Department of Environmental Engineering,
Sri Jayachamarajendra College of Engineering, Mysore-570 006, Karnataka, India
Phone: 0821-410693
E-mail: twitterin@yahoo.co.uk
Stormwater drains are designed mainly to control the quantity,
quality of runoff, resulting from storm events. Stormwater drains are also
designed for erosion control, boosting of
natural ground water table,
prevention of eutrophcation and safeguarding other aquatic bodies's life,
enrichment of fresh water resources, maintenance of hygiene and aesthetic
appeal of the lake.
In order to achieve the above goals ,a detailed study of the existing
stormwater drains leading to kukkkarahalli lake was carried out and it was
found that 3 out of the 4 drains required redesigning. The catchment area
was divided into 3 subcatchements, district A, district B and district C
having an area of 37.5 ha, 75 ha and 75 ha respectively. The peak
discharge was found to be 8.43 cum,16.87cum and 16.87cum respectively.

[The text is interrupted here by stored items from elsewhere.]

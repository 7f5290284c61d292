//! Discrete simulation tick and session transitions
//!
//! `tick` is the only thing that advances time. Pause, restart, level select
//! and reflow are applied between ticks by the controller.

use super::collision::resolve_collisions;
use super::level::LevelProvider;
use super::state::{Arena, GamePhase, GameState, PowerUp, PowerUpKind, Session};
use crate::audio::{AudioSink, Cue, MusicCommand};

/// Input intents for a single tick
#[derive(Debug, Clone, Default)]
pub struct TickInput {
    /// Move-left key held
    pub move_left: bool,
    /// Move-right key held
    pub move_right: bool,
    /// Centre the paddle on this x (pointer follow)
    pub target_x: Option<i32>,
}

/// Advance the game state by one tick
pub fn tick(
    state: &mut GameState,
    input: &TickInput,
    levels: &dyn LevelProvider,
    audio: &mut dyn AudioSink,
) {
    // Paused, game over and win all freeze the simulation
    if state.session.phase != GamePhase::Playing {
        return;
    }

    state.time_ticks += 1;
    let width = state.arena.width;

    // Paddle
    let step = state.paddle.move_amount(state.tuning.paddle_speed);
    if let Some(x) = input.target_x {
        state.paddle.center_on(x, width);
    }
    if input.move_left {
        state.paddle.rect.pos.x -= step;
    }
    if input.move_right {
        state.paddle.rect.pos.x += step;
    }
    state
        .paddle
        .update_boosts(state.tuning.paddle_shrink_rate, width);
    state.paddle.rect.clamp_x(width);

    for power_up in &mut state.power_ups {
        power_up.step();
    }
    for ball in &mut state.balls {
        ball.step();
    }

    let report = resolve_collisions(
        &mut state.balls,
        &state.paddle,
        &mut state.bricks,
        &state.walls,
        state.arena,
        state.tuning.brick_score,
        &mut state.rng,
    );

    for cue in &report.cues {
        audio.play(*cue);
    }
    state.session.score += report.score;
    for spawn in &report.spawns {
        log::debug!("Spawning {:?} power-up at {}", spawn.kind, spawn.center);
        state.power_ups.push(PowerUp::new(
            spawn.kind,
            spawn.center,
            state.tuning.power_up_size,
            state.tuning.power_up_fall_speed,
        ));
    }
    state.bricks.retain(|b| !b.destroyed);

    if state.bricks.is_empty() {
        complete_level(state, levels, audio);
        return;
    }

    if remove_lost_balls(state, audio) {
        return;
    }

    collect_power_ups(state, audio);
}

/// Advance to the next level, or win after the last one
fn complete_level(state: &mut GameState, levels: &dyn LevelProvider, audio: &mut dyn AudioSink) {
    audio.play(Cue::Win);

    if state.session.level < state.tuning.max_levels {
        state.session.level += 1;
        log::info!(
            "Level {} cleared, score {}",
            state.session.level - 1,
            state.session.score
        );
        load_level(state, levels);
    } else {
        state.session.phase = GamePhase::Win;
        audio.music(MusicCommand::Stop);
        log::info!("Final level cleared, game won with score {}", state.session.score);
    }
}

/// Drop balls below the arena. Returns true if that ended the game.
fn remove_lost_balls(state: &mut GameState, audio: &mut dyn AudioSink) -> bool {
    let floor = state.arena.height;
    let lost: Vec<usize> = state
        .balls
        .iter()
        .enumerate()
        .filter(|(_, b)| b.rect.y() > floor)
        .map(|(i, _)| i)
        .collect();

    if lost.is_empty() {
        return false;
    }

    let lives_lost = lost.iter().filter(|&&i| !state.balls[i].is_clone).count() as u32;
    for &i in lost.iter().rev() {
        state.balls.remove(i);
    }

    state.session.lives = state.session.lives.saturating_sub(lives_lost);
    log::debug!(
        "{} ball(s) lost, {} cost a life, {} lives left",
        lost.len(),
        lives_lost,
        state.session.lives
    );

    if state.session.lives == 0 {
        state.session.phase = GamePhase::GameOver;
        audio.play(Cue::Lose);
        audio.music(MusicCommand::Stop);
        log::info!(
            "Game over on level {} with score {}",
            state.session.level,
            state.session.score
        );
        return true;
    }

    if state.balls.is_empty() {
        state.reset_positions();
    }
    false
}

/// Apply power-ups touching the paddle, discard ones that fell past it
fn collect_power_ups(state: &mut GameState, audio: &mut dyn AudioSink) {
    let paddle = state.paddle.rect;
    let floor = state.arena.height;
    let mut caught = Vec::new();

    state.power_ups.retain(|p| {
        if p.rect.intersects(&paddle) {
            caught.push(p.kind);
            false
        } else if p.rect.y() > floor {
            log::debug!("Missed {:?} power-up", p.kind);
            false
        } else {
            true
        }
    });

    for kind in caught {
        apply_power_up(state, kind);
        audio.play(Cue::MenuClick);
    }
}

/// Apply a caught power-up's effect
pub fn apply_power_up(state: &mut GameState, kind: PowerUpKind) {
    log::debug!("Caught {:?} power-up", kind);
    let tuning = &state.tuning;

    match kind {
        PowerUpKind::PaddleGrow => state.paddle.apply_size_boost(
            tuning.paddle_grow_amount,
            tuning.paddle_grow_ticks,
            tuning.paddle_max_width,
            state.arena.width,
        ),
        PowerUpKind::PaddleSpeed => state
            .paddle
            .apply_speed_boost(tuning.paddle_speed_multiplier, tuning.paddle_speed_ticks),
        PowerUpKind::BallClone => {
            let offset = tuning.clone_offset;
            let clones: Vec<_> = state
                .balls
                .iter()
                .map(|b| b.mirrored_clone(offset))
                .collect();
            state.balls.extend(clones);
        }
    }
}

/// Replace bricks and walls with the current level's layout and reset the ball set
pub fn load_level(state: &mut GameState, levels: &dyn LevelProvider) {
    let layout = levels.load_level(state.session.level, state.arena, &mut state.rng);
    if layout.bricks.is_empty() {
        log::warn!(
            "Level {} has no bricks, it will complete immediately",
            state.session.level
        );
    }
    log::info!(
        "Loaded level {}: {} bricks, {} walls",
        state.session.level,
        layout.bricks.len(),
        layout.walls.len()
    );

    state.bricks = layout.bricks;
    state.walls = layout.walls;
    state.power_ups.clear();
    state.reset_positions();
}

/// Flip between playing and paused. Terminal phases are left alone.
pub fn toggle_pause(state: &mut GameState, audio: &mut dyn AudioSink) -> GamePhase {
    match state.session.phase {
        GamePhase::Playing => {
            state.session.phase = GamePhase::Paused;
            audio.music(MusicCommand::Pause);
        }
        GamePhase::Paused => {
            state.session.phase = GamePhase::Playing;
            audio.music(MusicCommand::Resume);
        }
        GamePhase::GameOver | GamePhase::Win => {}
    }
    state.session.phase
}

/// Fresh session at level 1
pub fn restart(state: &mut GameState, levels: &dyn LevelProvider, audio: &mut dyn AudioSink) {
    start_session(state, 1, levels, audio);
}

/// Fresh session at the given level, clamped into `1..=max_levels`
pub fn select_level(
    state: &mut GameState,
    level: u32,
    levels: &dyn LevelProvider,
    audio: &mut dyn AudioSink,
) {
    let clamped = level.clamp(1, state.tuning.max_levels);
    if clamped != level {
        log::warn!("Level {} out of range, using {}", level, clamped);
    }
    start_session(state, clamped, levels, audio);
}

fn start_session(
    state: &mut GameState,
    level: u32,
    levels: &dyn LevelProvider,
    audio: &mut dyn AudioSink,
) {
    state.session = Session {
        level,
        ..Session::new(state.tuning.lives)
    };
    state.paddle.clear_boosts();
    load_level(state, levels);
    audio.music(MusicCommand::Play);
    log::info!("Session started at level {}", level);
}

/// Resize the play surface: rebuild the current level's geometry for the new
/// arena and put paddle and balls back in their starting places.
pub fn reflow(state: &mut GameState, arena: Arena, levels: &dyn LevelProvider) {
    log::info!(
        "Reflow {}x{} -> {}x{}",
        state.arena.width,
        state.arena.height,
        arena.width,
        arena.height
    );
    state.arena = arena;
    load_level(state, levels);
}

The depth of flow was calculated and was found that all the drains A, B and
C had sufficient depth to carry the discharge, whereas drain D was short by
0.82 m. Hence redesigning is done to increase the total depth of the drain.
Next, it was observed that the actual shape of the drain was not maintained
due to erosion. It was found that drain A was compeletely distorted for about
a length of 315 m, and drain B had lost its shape at different chainages.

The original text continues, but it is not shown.